Katie Kaczmarek20 February 20254 min read
Automating BigQuery workflows with conditional logic and data readiness checks

BigQuery offers powerful scripting capabilities that can simplify complex workflows. In this post, we’ll explore two essential techniques: using IF...THEN...END IF for procedural control and leveraging the metadata in project.dataset.__TABLES__ to ensure your Google Analytics 4 (GA4) data is ready before running queries. These strategies help you avoid unnecessary processing, reduce costs, and improve efficiency in your data pipelines.

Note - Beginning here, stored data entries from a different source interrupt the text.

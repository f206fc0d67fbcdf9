mod report;
pub use report::Report;
//! Page-level configuration (`window.reportConfig`).

use serde::{Deserialize, Serialize};

pub const DEFAULT_EXPORT_BASE_URL: &str = "/report/pdf";

#[derive(Debug, Clone, PartialEq, Eq, Serialize, Deserialize)]
#[serde(rename_all = "camelCase", default)]
pub struct ReportConfig {
    /// Target of the PDF export link before any filter is appended.
    pub export_base_url: String,
    /// Preferred UI language; the browser's list is used when absent.
    pub locale: Option<String>,
    /// Whether the page has a chart surface at all.
    pub chart: bool,
}

impl Default for ReportConfig {
    fn default() -> Self {
        Self {
            export_base_url: DEFAULT_EXPORT_BASE_URL.to_string(),
            locale: None,
            chart: true,
        }
    }
}

#[cfg(test)]
mod tests {
    use super::*;

    #[test]
    fn partial_config_keeps_defaults() {
        let config: ReportConfig =
            serde_json::from_str(r#"{ "exportBaseUrl": "/runs/abc/pdf" }"#).unwrap();
        assert_eq!(config.export_base_url, "/runs/abc/pdf");
        assert!(config.chart);
        assert_eq!(config.locale, None);
    }

    #[test]
    fn chart_can_be_disabled() {
        let config: ReportConfig =
            serde_json::from_str(r#"{ "chart": false, "locale": "fa-IR" }"#).unwrap();
        assert!(!config.chart);
        assert_eq!(config.locale.as_deref(), Some("fa-IR"));
        assert_eq!(config.export_base_url, DEFAULT_EXPORT_BASE_URL);
    }
}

1. Leveraging IF...THEN...END IF for procedural logic

While many SQL developers rely on the CASE WHEN expression for conditional logic within a SELECT statement, BigQuery’s scripting environment allows for more dynamic control with IF...THEN...END IF. This control-flow statement is especially useful in stored procedures and scripts where you need to:

  • Define and use variables
  • Dynamically set values
  • Control the execution flow based on complex conditions

Example: Running code on weekdays

The following example demonstrates how to execute a block of code only on weekdays:

DECLARE current_day STRING;

BEGIN
  -- Get today's day of the week
  SET current_day = FORMAT_TIMESTAMP('%A', CURRENT_TIMESTAMP());

  -- Only run the query if it's a weekday
  IF current_day NOT IN ('Saturday', 'Sunday') THEN
    SELECT 'Running weekday report...' AS status;
  ELSE
    SELECT 'Skipping execution. It is the weekend.' AS status;
  END IF;
END;

Benefits of Using IF...THEN...END IF:

  • Procedural Logic: Unlike CASE WHEN, this syntax allows for multi-step procedural operations.
  • Dynamic Execution: It lets you perform different actions based on variable conditions.
  • Improved Control: Ideal for scenarios such as dynamic table updates, looping constructs, or exception handling.

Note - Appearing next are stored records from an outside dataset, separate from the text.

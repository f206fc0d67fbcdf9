//! Error taxonomy for report initialisation.
//!
//! Nothing here is fatal: callers log the error and leave the affected
//! feature uninitialised while the rest of the page keeps working.

use thiserror::Error;

#[derive(Debug, Error)]
pub enum ReportError {
    #[error("report data object not found on the page")]
    MissingSnapshot,

    #[error("chart surface not available")]
    MissingChartSurface,

    #[error("report data is malformed: {0}")]
    MalformedSnapshot(#[from] serde_json::Error),

    #[error("host environment error: {0}")]
    Host(String),
}

impl ReportError {
    /// Missing anchors disable a feature; everything else is a data problem.
    pub fn is_missing_collaborator(&self) -> bool {
        matches!(self, Self::MissingSnapshot | Self::MissingChartSurface)
    }
}
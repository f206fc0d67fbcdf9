//! Internationalization (i18n) support for `salesreport-ui`.
//!
//! This module wires together:
//! - `i18n-embed` (language selection + asset loading)
//! - `fluent` (message formatting)
//! - `rust-embed` (compile-time embedding of `.ftl` files)
//! - `i18n-embed-fl` (`fl!` macro for compile‑time checked lookups)
//!
//! Folder layout (relative to this crate root):
//! ```text
//! i18n.toml
//! i18n/
//!   en-US/salesreport-ui.ftl   (fallback/reference)
//!   fa-IR/salesreport-ui.ftl   (report locale)
//! ```
//!
//! Usage in a component (after calling `i18n::init()` once at app start):
//! ```ignore
//! use crate::i18n::init;
//! use crate::t;
//! init(); // idempotent
//! let heading = t!("chart-heading");
//! ```
//!
//! To add a new locale:
//! 1. Copy `en-US/salesreport-ui.ftl` to `i18n/<lang-id>/salesreport-ui.ftl`.
//! 2. Translate each message value (keep IDs and variable placeholders identical).
//! 3. Run tests to ensure completeness.
//!
//! Platform notes:
//! - Desktop: uses `DesktopLanguageRequester` (OS locale list).
//! - Web/WASM: uses `WebLanguageRequester` (`navigator.languages`).
//! - Assets are always embedded on WASM (we enable `debug-embed` feature in that target-specific dependency section).
//!
//! Public API surface:
//! - `init()` – load localization bundles (safe to call multiple times).
//! - `set_language(tag: &str)` – switch language at runtime.
//! - `available_languages()` – discover embedded language tags (for a picker).
//! - `current_language()` – tag of the active language (drives digit shaping).
//! - `is_rtl()` – whether the active language is written right-to-left.
//! - `fl` macro re-export (for direct keyed access when needed).
//! - `LOADER` – global `FluentLanguageLoader` consumed by helpers & `fl!` macro.
//!
//! NOTE: The hyphenated filename `salesreport-ui.ftl` is canonical across all locales.
use std::sync::Once;

use i18n_embed::fluent::FluentLanguageLoader;
use i18n_embed::LanguageLoader;
use once_cell::sync::Lazy;
use rust_embed::Embed;
use tracing::warn;
use unic_langid::LanguageIdentifier;

pub use i18n_embed_fl::fl; // Re-export for convenience.

/// Ergonomic translation macro.
/// Examples:
///     t!("chart-heading")
///     t!("filter-selected-count", selected = 2, total = 5)
///
/// This expands to `fl!(&*LOADER, ...)` keeping callsites short while
/// ensuring all lookups route through the shared loader.
#[macro_export]
macro_rules! t {
    ($key:literal) => {
        $crate::i18n::fl!(&*$crate::i18n::LOADER, $key)
    };
    ($key:literal, $( $arg:ident = $value:expr ),+ $(,)?) => {
        $crate::i18n::fl!(&*$crate::i18n::LOADER, $key, $( $arg = $value ),+ )
    };
}

/// Fluent "domain" (matches the crate / the fallback FTL filename).
///
/// Fallback file path must be: `i18n/en-US/{DOMAIN}.ftl`
const DOMAIN: &str = "salesreport-ui"; // pinned explicitly (avoid relying on env! during macro domain resolution)

/// Embed all locale folders under `i18n/`.
#[derive(Embed)]
#[folder = "i18n"]
struct Localizations;

/// Global language loader used with the `fl!` macro.
pub static LOADER: Lazy<FluentLanguageLoader> = Lazy::new(|| {
    let fallback: LanguageIdentifier = "en-US".parse().expect("valid fallback language identifier");
    FluentLanguageLoader::new(DOMAIN, fallback)
});

static INIT: Once = Once::new();

/// Initialize i18n (idempotent).
pub fn init() {
    INIT.call_once(|| {
        let requested = requested_languages();
        if let Err(err) = i18n_embed::select(&*LOADER, &Localizations, &requested) {
            warn!(%err, "failed selecting languages; continuing with fallback");
        }
    });
}

/// Initialize with an explicit preference ahead of the platform's list.
pub fn init_with(preferred: Option<&str>) {
    init();
    if let Some(tag) = preferred {
        if let Err(err) = set_language(tag) {
            warn!(%err, tag, "preferred language unavailable");
        }
    }
}

/// Switch language at runtime. If `tag` cannot be parsed it is ignored (Ok returned).
pub fn set_language(tag: &str) -> Result<(), i18n_embed::I18nEmbedError> {
    let lang: LanguageIdentifier = match tag.parse() {
        Ok(l) => l,
        Err(_) => return Ok(()), // Silently ignore invalid tags.
    };
    i18n_embed::select(&*LOADER, &Localizations, &[lang]).map(|_| ())
}

/// Tag of the language currently used for lookups, e.g. `fa-IR`.
pub fn current_language() -> String {
    LOADER.current_language().to_string()
}

/// Right-to-left scripts among the embedded locales.
pub fn is_rtl() -> bool {
    matches!(LOADER.current_language().language.as_str(), "fa" | "ar" | "he")
}

/// List available (embedded) language identifiers.
pub fn available_languages() -> Vec<String> {
    let mut langs = Localizations::iter()
        .filter_map(|path| path.split('/').next().map(|s| s.to_string()))
        .collect::<Vec<_>>();
    langs.sort();
    langs.dedup();
    langs
}

#[cfg(target_arch = "wasm32")]
fn requested_languages() -> Vec<LanguageIdentifier> {
    i18n_embed::WebLanguageRequester::requested_languages()
}

#[cfg(not(target_arch = "wasm32"))]
fn requested_languages() -> Vec<LanguageIdentifier> {
    i18n_embed::DesktopLanguageRequester::requested_languages()
}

2. Ensuring GA4 Data readiness with modified time checks

When working with GA4 exports in BigQuery, timing is critical. GA4 tables (like events_YYYYMMDD) may not arrive at a predictable time each day, and rerunning the same transformation repeatedly is not only inefficient but can also lead to duplicate processing.

The challenge

  • Uncertain Arrival Times: GA4 data can be delayed, so a table might not be complete when your query runs.
  • Avoiding Redundancy: You want to process data only once per day, preventing unnecessary cost and load.

The Solution: Querying table metadata

BigQuery provides a system view (project.dataset.__TABLES__) that contains metadata for each table, including the last_modified_time. By querying this view, you can determine whether a table has been updated recently and decide if your processing should run.

Step-by-Step implementation

Step 1: Check if the Destination Table Was Updated Today

Before running your main query, check if the destination table has already been refreshed:

DECLARE alreadyRanToday BOOL;SET alreadyRanToday = (  SELECT COUNT(*) > 0   FROM `project.dataset.__TABLES__`   WHERE table_id = 'table_you_are_creating'    AND DATE(TIMESTAMP_MILLIS(last_modified_time)) = DATE(CURRENT_DATE()));
  • Purpose: This condition prevents the query from running multiple times in one day.

Step 2: Verify the GA4 table's readiness

Next, ensure that yesterday’s GA4 table exists and was modified recently. This step protects against processing incomplete or missing data.

DECLARE ga4TableExist BOOL;SET ga4TableExist = (  SELECT COUNT(*) > 0   FROM `project.dataset.__TABLES__`  WHERE table_id = CONCAT('events_', FORMAT_DATE('%Y%m%d', DATE_SUB(DATE(CURRENT_DATE()), INTERVAL 1 DAY)))    AND TIMESTAMP_DIFF(          TIMESTAMP_ADD(CURRENT_TIMESTAMP(), INTERVAL 60 MINUTE),           TIMESTAMP_ADD(TIMESTAMP_MILLIS(last_modified_time), INTERVAL 60 MINUTE),           MINUTE        ) > 10);
  • Explanation: By ensuring that the table was modified within the last 10 minutes, you safeguard against querying an incomplete dataset.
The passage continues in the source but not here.